C’est presque déjà fait, un de mes ministres dis que je suis son dieu, que je l’ai fabriqué; un autre, qui n’est même pas de mon parti politique et que j’avais emprisonné dans le temps, ne chante que mes louanges. Et il y en a aussi pour mon épouse. Dans toutes les chansons, c’est au nom du père, donc moi, de la maman, mon épouse, et les jaloux ajoutent et de la sainte corruption. Vous voulez quoi, le pays, c’est le pays. Personne ne veut que je quitte le pouvoir, surtout pas mon entourage qui s’engraisse si bien depuis des décennies. Regardez, même quand il y a un scrutin dans lequel je ne suis pas candidat, on signe et m’envoie des motions de soutien. Qu’un député, sénateur, maire délégué du gouvernement, haut fonctionnaire ou ministre soit élu ou nommé, c’est des fêtes et des cérémonies dans lesquelles je suis à l’honneur, c’est le pays, c’est entré dans les m urs. Tous ceux qui sont dans les prisons du pays pour des raisons politiques, qu’ils soient écrivains, hommes politiques et que je ne puis citer car je préserve mon anonymat dans cet entretien, savent que je suis tout puissant, que mon règne est sans pareil. Gâteux et tyrannique, il y en a qui me traitent de sénile. Le chien aboie et la caravane passe!

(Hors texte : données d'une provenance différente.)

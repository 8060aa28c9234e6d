//! Reassembly of fragmented incoming messages.
//!
//! Each pipe keeps a small fixed set of slots, one per message currently
//! in flight. A slot tracks the fragmentation geometry announced by the
//! first fragment seen, a bitmap of fragments still missing, and the
//! partially-filled message buffer. Stale slots are garbage-collected
//! lazily and the oldest incomplete slot is evicted silently when a new
//! message needs room; tolerating late stragglers is not a goal.

mod bitvec;
use bitvec::MissingMap;

use crate::frame::{DataHeader, ErrorCode};
use crate::message::Message;

/// How many messages a pipe will reassemble concurrently.
pub(crate) const RECV_SLOTS: usize = 2;

/// How long a partial message may sit without progress before its slot is
/// reclaimed, in milliseconds.
pub(crate) const STALE_MS: u64 = 1_000;

#[derive(Debug, Default)]
struct Slot {
    /// Arrival time of the fragment that opened the slot; 0 with
    /// `msg_id == 0` means the slot is empty.
    arrived_ms: u64,
    /// Message id being assembled; 0 marks an empty slot.
    msg_id: u16,
    ready: bool,
    frag_size: u16,
    nfrags: u16,
    missing: MissingMap,
    buffer: Vec<u8>,
}

impl Slot {
    fn reset(&mut self) {
        *self = Slot::default();
    }

    fn is_empty(&self) -> bool {
        self.msg_id == 0
    }
}

/// What became of one delivered fragment.
#[derive(Debug, Clone, Copy, PartialEq, Eq)]
pub(crate) enum FragmentOutcome {
    /// A message completed; [`Reassembly::take_ready`] will yield it.
    Completed,
    /// The fragment was stored; the message is still incomplete.
    Buffered,
    /// Duplicate or unplaceable fragment, dropped without comment.
    Dropped,
    /// The fragment violated the protocol or the receive ceiling. The
    /// offending slot has been reset and the peer should be told.
    Reject(ErrorCode),
}

#[derive(Debug)]
pub(crate) struct Reassembly {
    slots: Vec<Slot>,
}

impl Reassembly {
    pub fn new() -> Self {
        let mut slots = Vec::with_capacity(RECV_SLOTS);
        slots.resize_with(RECV_SLOTS, Slot::default);
        Self { slots }
    }

    /// Drops partial messages that have seen no first fragment recently.
    /// Ready slots are never collected; only delivery or close clears
    /// them.
    fn collect_stale(&mut self, now_ms: u64) {
        for slot in &mut self.slots {
            if !slot.is_empty() && !slot.ready && slot.arrived_ms + STALE_MS < now_ms {
                slot.reset();
            }
        }
    }

    /// Picks the slot for a message id: a matching slot if one exists,
    /// otherwise an empty one, otherwise the oldest incomplete slot
    /// (evicted silently). When every slot holds a completed message
    /// there is nothing to evict and the fragment has nowhere to go.
    fn choose(&mut self, msg_id: u16) -> Option<&mut Slot> {
        if let Some(index) = self.slots.iter().position(|s| s.msg_id == msg_id) {
            return self.slots.get_mut(index);
        }
        if let Some(index) = self.slots.iter().position(|s| s.is_empty()) {
            return self.slots.get_mut(index);
        }
        self.slots
            .iter_mut()
            .filter(|s| !s.ready)
            .min_by_key(|s| s.arrived_ms)
    }

    /// Files one fragment. The codec has already checked the per-frame
    /// rules (index within bounds, non-final fragments full-sized), so
    /// what remains is consistency with the slot and the receive ceiling.
    pub fn deliver(
        &mut self,
        now_ms: u64,
        recv_max: u32,
        head: &DataHeader,
        payload: &[u8],
    ) -> FragmentOutcome {
        self.collect_stale(now_ms);

        // Refuse a message that cannot fit under the ceiling before
        // allocating room for it: even with a short final fragment it
        // will span at least (nfrags - 1) full fragments.
        let floor = u64::from(head.nfrags - 1) * u64::from(head.frag_size);
        if recv_max != 0 && floor > u64::from(recv_max) {
            return FragmentOutcome::Reject(ErrorCode::MsgSize);
        }

        let Some(slot) = self.choose(head.msg_id) else {
            return FragmentOutcome::Dropped;
        };

        if slot.msg_id != head.msg_id {
            slot.reset();
            slot.arrived_ms = now_ms;
            slot.msg_id = head.msg_id;
            slot.frag_size = head.frag_size;
            slot.nfrags = head.nfrags;
            slot.missing = MissingMap::all_missing(head.nfrags);
            slot.buffer = vec![0; usize::from(head.nfrags) * usize::from(head.frag_size)];
        } else if slot.frag_size != head.frag_size || slot.nfrags != head.nfrags {
            // The peer changed the geometry mid-message; the whole
            // message is unrecoverable.
            slot.reset();
            return FragmentOutcome::Reject(ErrorCode::Proto);
        }

        if slot.ready || !slot.missing.contains(head.frag_no) {
            return FragmentOutcome::Dropped;
        }

        let offset = usize::from(head.frag_no) * usize::from(head.frag_size);
        slot.buffer[offset..offset + payload.len()].copy_from_slice(payload);
        slot.missing.clear(head.frag_no);

        let last = head.frag_no + 1 == head.nfrags;
        if last {
            // Trim the allocation down to the true message length.
            let length = offset + payload.len();
            slot.buffer.truncate(length);
            if recv_max != 0 && length > recv_max as usize {
                slot.reset();
                return FragmentOutcome::Reject(ErrorCode::MsgSize);
            }
        }

        if slot.missing.is_drained() {
            slot.ready = true;
            FragmentOutcome::Completed
        } else {
            FragmentOutcome::Buffered
        }
    }

    /// Takes the first completed message, if any, freeing its slot.
    pub fn take_ready(&mut self) -> Option<Message> {
        let slot = self.slots.iter_mut().find(|s| s.ready)?;
        let message = Message::new(std::mem::take(&mut slot.buffer));
        slot.reset();
        Some(message)
    }
}

#[cfg(test)]
mod tests {
    use super::*;

    fn head(msg_id: u16, frag_size: u16, frag_no: u16, nfrags: u16) -> DataHeader {
        DataHeader {
            msg_id,
            frag_size,
            frag_no,
            nfrags,
        }
    }

    fn deliver_all(r: &mut Reassembly, msg_id: u16, body: &[u8], frag_size: u16, order: &[u16]) {
        let nfrags = ((body.len() + usize::from(frag_size) - 1) / usize::from(frag_size)).max(1);
        for &no in order {
            let start = usize::from(no) * usize::from(frag_size);
            let end = (start + usize::from(frag_size)).min(body.len());
            r.deliver(
                0,
                0,
                &head(msg_id, frag_size, no, nfrags as u16),
                &body[start..end],
            );
        }
    }

    #[test]
    fn single_fragment_message() {
        let mut r = Reassembly::new();
        let outcome = r.deliver(0, 0, &head(1, 100, 0, 1), b"hello");
        assert_eq!(outcome, FragmentOutcome::Completed);
        assert_eq!(r.take_ready().unwrap().to_vec(), b"hello");
        assert!(r.take_ready().is_none());
    }

    #[test]
    fn empty_message() {
        let mut r = Reassembly::new();
        assert_eq!(r.deliver(0, 0, &head(1, 100, 0, 1), b""), FragmentOutcome::Completed);
        assert!(r.take_ready().unwrap().is_empty());
    }

    #[test]
    fn any_permutation_reassembles() {
        let body: Vec<u8> = (0u16..250).map(|i| i as u8).collect();
        for order in [[0u16, 1, 2], [2, 0, 1], [1, 2, 0], [2, 1, 0]] {
            let mut r = Reassembly::new();
            deliver_all(&mut r, 9, &body, 100, &order);
            assert_eq!(r.take_ready().unwrap().to_vec(), body, "order {order:?}");
        }
    }

    #[test]
    fn duplicates_are_harmless() {
        let body: Vec<u8> = (0u16..250).map(|i| i as u8).collect();
        let mut r = Reassembly::new();
        deliver_all(&mut r, 9, &body, 100, &[0, 1, 1, 0, 2]);
        assert_eq!(r.take_ready().unwrap().to_vec(), body);
        // A duplicate arriving after completion is also dropped.
        assert_eq!(
            r.deliver(0, 0, &head(9, 100, 1, 3), &body[100..200]),
            FragmentOutcome::Buffered // fresh slot: same id restarts a new message
        );
    }

    #[test]
    fn geometry_change_rejects_message() {
        let mut r = Reassembly::new();
        assert_eq!(
            r.deliver(0, 0, &head(5, 100, 0, 3), &[0u8; 100]),
            FragmentOutcome::Buffered
        );
        assert_eq!(
            r.deliver(0, 0, &head(5, 50, 1, 3), &[0u8; 50]),
            FragmentOutcome::Reject(ErrorCode::Proto)
        );
        // The slot was reset; the message never completes.
        assert!(r.take_ready().is_none());
    }

    #[test]
    fn stale_slots_are_collected() {
        let mut r = Reassembly::new();
        r.deliver(0, 0, &head(5, 100, 0, 2), &[0u8; 100]);
        // Past the staleness window the slot is reclaimed, so the second
        // fragment starts a fresh (incomplete) message.
        assert_eq!(
            r.deliver(STALE_MS + 1, 0, &head(5, 100, 1, 2), &[0u8; 40]),
            FragmentOutcome::Buffered
        );
        assert!(r.take_ready().is_none());
    }

    #[test]
    fn oldest_incomplete_slot_is_evicted() {
        let mut r = Reassembly::new();
        r.deliver(10, 0, &head(1, 100, 0, 2), &[0u8; 100]);
        r.deliver(20, 0, &head(2, 100, 0, 2), &[0u8; 100]);
        // With both slots occupied, a third message evicts message 1
        // (the oldest).
        r.deliver(30, 0, &head(3, 100, 0, 2), &[0u8; 100]);
        // Messages 2 and 3 kept their slots and still complete.
        assert_eq!(
            r.deliver(31, 0, &head(2, 100, 1, 2), &[0u8; 100]),
            FragmentOutcome::Completed
        );
        assert_eq!(
            r.deliver(31, 0, &head(3, 100, 1, 2), &[0u8; 100]),
            FragmentOutcome::Completed
        );
        // Message 1's straggler now has to start over from scratch.
        assert_eq!(
            r.deliver(32, 0, &head(1, 100, 1, 2), &[0u8; 100]),
            FragmentOutcome::Buffered
        );
    }

    #[test]
    fn ready_slot_survives_until_taken() {
        let mut r = Reassembly::new();
        assert_eq!(
            r.deliver(0, 0, &head(1, 10, 0, 1), b"keep"),
            FragmentOutcome::Completed
        );
        // Long after staleness, the completed message is still there.
        r.deliver(STALE_MS * 5, 0, &head(2, 10, 0, 2), &[0u8; 10]);
        assert_eq!(r.take_ready().unwrap().to_vec(), b"keep");
    }

    #[test]
    fn receive_ceiling_enforced_at_completion() {
        let mut r = Reassembly::new();
        // 3 x 500 = 1500 bytes against a 1024 ceiling: the floor check
        // passes (1000 <= 1024) but the assembled length does not.
        assert_eq!(
            r.deliver(0, 1024, &head(1, 500, 0, 3), &[0u8; 500]),
            FragmentOutcome::Buffered
        );
        assert_eq!(
            r.deliver(0, 1024, &head(1, 500, 1, 3), &[0u8; 500]),
            FragmentOutcome::Buffered
        );
        assert_eq!(
            r.deliver(0, 1024, &head(1, 500, 2, 3), &[0u8; 500]),
            FragmentOutcome::Reject(ErrorCode::MsgSize)
        );
        assert!(r.take_ready().is_none());
    }

    #[test]
    fn receive_ceiling_enforced_before_allocation() {
        let mut r = Reassembly::new();
        assert_eq!(
            r.deliver(0, 1024, &head(1, 600, 0, 3), &[0u8; 600]),
            FragmentOutcome::Reject(ErrorCode::MsgSize)
        );
    }

    #[test]
    fn exactly_at_ceiling_is_delivered() {
        let mut r = Reassembly::new();
        assert_eq!(
            r.deliver(0, 1024, &head(1, 1024, 0, 1), &[7u8; 1024]),
            FragmentOutcome::Completed
        );
        assert_eq!(r.take_ready().unwrap().len(), 1024);

        assert_eq!(
            r.deliver(0, 1024, &head(2, 1025, 0, 1), &[7u8; 1025]),
            FragmentOutcome::Reject(ErrorCode::MsgSize)
        );
    }
}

Il se trouve que beaucoup de vos confrères se font du souci avec le paradis fiscal dans lequel vous cachez vos fortunes. Il va falloir présenter des justificatifs de la transparence de vos capitaux. Comment allez-vous faire?
Vous êtes donc si ignorants de mes méthodes! Je n’ai pas une démocratie comme celles des occidentaux qui permet de pouvoir juger un Président. Et puis, ce pays dans lequel sont mes capitaux a beaucoup d’intérêts chez nous et dans le continent. Vous semblez ignorer aussi que j’ai plusieurs nationalités des pays occidentaux. Et pour anticiper sur vos futures questions je vais vous dire que je n’ai nullement l’intention de quitter le pouvoir. Je suis un Président à vie. Je ne suis pas fou pour quitter un pouvoir sans lequel je suis un homme mort. Je sais que les mêmes qui me flattent aujourd’hui seront les premier à me cracher dessus, et à tourner la veste du côté du nouveau pouvoir. Vous comprenez que je suis un peu prisonnier de ce pouvoir. Je ne suis pas à plaindre, je suis plus que jamais réaliste. Quant à la fortune de la première dame et millions de mes enfants, ils ne seront jamais «éperviables». Je répondrai une autre fois aux autres questions. Je reste profondément traditionaliste, et je m’en vais de ce pas dans mon bled, jouer à l’awalé avec mes doungouruos qui n’énervent, car ils me laissent gagner tout le temps. Ces malheureux croient que je ne le sais pas. Et pour finir journaliste impertinent, n’oublie pas notre accord. Si, au travers de cette interview je suis démasqué, tu passeras de vie à trépas.